Marie-Mia et les héroïnes de la vie ordinaire
Sa sœur, Marie-Mia, sa mère, sa grand-mère, les femmes du Liban en général sont ses héroïnes de la vie ordinaire. Marie-Mia vit avec une trisomie. Elle est peintre et, elle aussi, activiste à sa manière. Son intervention filmée où elle exige le droit de vote pour les personnes de sa condition a créé un impact important lors des dernières élections. Ce sens de l’engagement qui court dans cette famille depuis toujours a été le déclencheur naturel de Oh My Happiness. Raja raconte ne pas avoir adhéré à la thaoura le premier jour. Il n’avait jamais participé à d’autres mouvements précurseurs. S’il ne s’y rend que le lendemain, c’est pour ne plus quitter le terrain, tout le temps que dureront les protestations. Tout commence par trois messages publiés le 22 octobre 2019 après un passage dans le célèbre Œuf de Beyrouth. Il découvre là une inscription traitant l’un des membres les plus honnis du système de Louti. Mais quelque chose dans ce mouvement libérateur pour tous invite à une action pour remettre de l’ordre, même dans le vocabulaire. « Louti n’est pas une insulte » est un des slogans qui feront mouche, dans le torrent désordonné et cathartique d’exigences en tout genre portées par la thaoura. Aujourd’hui encore, Raja Farah défend cette tempête de liberté qui s’est emparée des gens : « Il est difficile de penser la thaoura aujourd’hui, il faut comprendre que les choses prennent des années », plaide-t-il.

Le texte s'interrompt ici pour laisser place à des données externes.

//! Gaussian elimination with partial pivoting.

use std::fmt;

use tracing::{debug, trace, warn};

use super::matrix::DenseMatrix;
use super::solution::Solution;
use super::tableau::Tableau;
use super::DEFAULT_PIVOT_TOLERANCE;
use crate::error::{Result, SingularKind, TableauError};

/// Where and how elimination stopped on a zero pivot.
#[derive(Debug, Clone, Copy, PartialEq, Eq)]
pub struct Singularity {
    /// Row (and pivot column) at which no usable pivot was found
    pub row: usize,
    /// Classification from the residual right-hand side of that row
    pub kind: SingularKind,
}

impl fmt::Display for Singularity {
    fn fmt(&self, f: &mut fmt::Formatter<'_>) -> fmt::Result {
        write!(f, "{} at row {}", self.kind, self.row)
    }
}

impl From<Singularity> for TableauError {
    fn from(s: Singularity) -> Self {
        TableauError::SingularSystem {
            row: s.row,
            kind: s.kind,
        }
    }
}

/// Dense Gaussian elimination solver for augmented systems `[A | b]`.
///
/// Zero tests are relative. A pivot in column `j` counts as zero when
/// `|p| <= tolerance * max_i |a_ij|`, taken over column `j` of the matrix as
/// it was before elimination. The right-hand side of a singular row is
/// compared against `tolerance * max_i |b_i|` the same way. A tiny but
/// genuine entry (a 1 pΩ resistor next to unit incidence entries) therefore
/// stays a valid pivot, while cancellation noise does not.
#[derive(Debug, Clone)]
pub struct GaussianSolver {
    /// Relative magnitude at or below which a value is treated as zero
    pub tolerance: f64,
}

impl Default for GaussianSolver {
    fn default() -> Self {
        Self::new()
    }
}

impl GaussianSolver {
    /// Create a solver with the default pivot tolerance.
    pub fn new() -> Self {
        Self {
            tolerance: DEFAULT_PIVOT_TOLERANCE,
        }
    }

    /// Create a solver with a custom pivot tolerance.
    pub fn with_tolerance(tolerance: f64) -> Self {
        Self {
            tolerance: tolerance.max(0.0),
        }
    }

    /// Solve a tableau, consuming it.
    ///
    /// Returns [`TableauError::SingularSystem`] when the system has no unique
    /// solution.
    pub fn solve(&self, tableau: Tableau) -> Result<Solution> {
        let num_nodes = tableau.num_nodes();
        let num_branches = tableau.num_branches();
        let mut matrix = tableau.into_matrix();

        self.eliminate(&mut matrix)?;
        let values = self.back_substitute(&matrix)?;

        debug!(unknowns = values.len(), "solved tableau");
        Ok(Solution::new(values, num_nodes, num_branches))
    }

    /// Reduce `[A | b]` to row-echelon form with a unit diagonal.
    ///
    /// For each column the first row holding the largest magnitude at or
    /// below the diagonal becomes the pivot. Stops at the first column with
    /// no pivot above the scaled tolerance and reports it as
    /// [`TableauError::SingularSystem`].
    pub fn eliminate(&self, matrix: &mut DenseMatrix) -> Result<()> {
        let n = matrix.rows();
        if matrix.cols() != n + 1 {
            return Err(TableauError::DimensionMismatch {
                expected: n + 1,
                actual: matrix.cols(),
            });
        }

        let mut col_scale = vec![0.0_f64; n];
        let mut rhs_scale = 0.0_f64;
        for r in 0..n {
            let row = matrix.row(r);
            for (scale, a) in col_scale.iter_mut().zip(&row[..n]) {
                *scale = (*scale).max(a.abs());
            }
            rhs_scale = rhs_scale.max(row[n].abs());
        }

        for i in 0..n {
            // Find pivot
            let mut max_val = matrix.get(i, i).abs();
            let mut max_row = i;
            for k in (i + 1)..n {
                let val = matrix.get(k, i).abs();
                if val > max_val {
                    max_val = val;
                    max_row = k;
                }
            }

            if max_val <= self.tolerance * col_scale[i] {
                let rhs = matrix.get(i, n);
                let kind = if rhs.abs() > self.tolerance * rhs_scale {
                    SingularKind::Inconsistent
                } else {
                    SingularKind::UnderDetermined
                };
                warn!(row = i, rhs, %kind, "zero pivot, tableau is singular");
                return Err(Singularity { row: i, kind }.into());
            }

            if max_row != i {
                trace!(column = i, from = max_row, "pivot row swap");
                matrix.swap_rows(i, max_row);
            }

            // Normalize the pivot row to a leading 1
            let pivot = matrix.get(i, i);
            for v in &mut matrix.row_mut(i)[i..] {
                *v /= pivot;
            }

            // Eliminate column i below the pivot
            let (pivot_row, below) = matrix.split_below(i);
            for row in below {
                let factor = row[i];
                if factor == 0.0 {
                    continue;
                }
                for (v, p) in row[i..].iter_mut().zip(&pivot_row[i..]) {
                    *v -= factor * p;
                }
            }
        }

        Ok(())
    }

    /// Back-substitute a reduced system into the unknown vector.
    ///
    /// Expects the unit diagonal left by [`GaussianSolver::eliminate`], so
    /// the diagonal is checked against the bare tolerance.
    pub fn back_substitute(&self, matrix: &DenseMatrix) -> Result<Vec<f64>> {
        let n = matrix.rows();
        if matrix.cols() != n + 1 {
            return Err(TableauError::DimensionMismatch {
                expected: n + 1,
                actual: matrix.cols(),
            });
        }

        let mut x = vec![0.0; n];
        for i in (0..n).rev() {
            let row = matrix.row(i);
            let sum: f64 = row[i + 1..n].iter().zip(&x[i + 1..]).map(|(a, v)| a * v).sum();
            let diag = row[i];
            if diag.abs() <= self.tolerance {
                return Err(TableauError::SingularSystem {
                    row: i,
                    kind: if (row[n] - sum).abs() > self.tolerance {
                        SingularKind::Inconsistent
                    } else {
                        SingularKind::UnderDetermined
                    },
                });
            }
            x[i] = (row[n] - sum) / diag;
        }

        Ok(x)
    }
}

Quand on demande à Raja Farah si les couleurs de fond de ses publications sur Instagram ont un sens, il répond qu’il est daltonien et qu’il est incapable de les distinguer. Ce format bref, confie-t-il, il l’a emprunté à un artiste new-yorkais, Timothy Goodman, qui, au lendemain d’un chagrin d’amour, s’est mis à publier sur Instagram des textes de 150 mots dans une écriture serrée qui ont fait sa renommée. Aujourd’hui, les mots de Raja, un rien désabusés, parlent de ce qui peut encore nous attacher au Liban tout en essayant de libérer ceux qui souhaitent partir des faux liens qui les retiennent. Lui-même lutte pour rester, mais c’est son combat personnel.
“Mithly” مثلي , est littéralement “ comme moi,” n’en déplaise!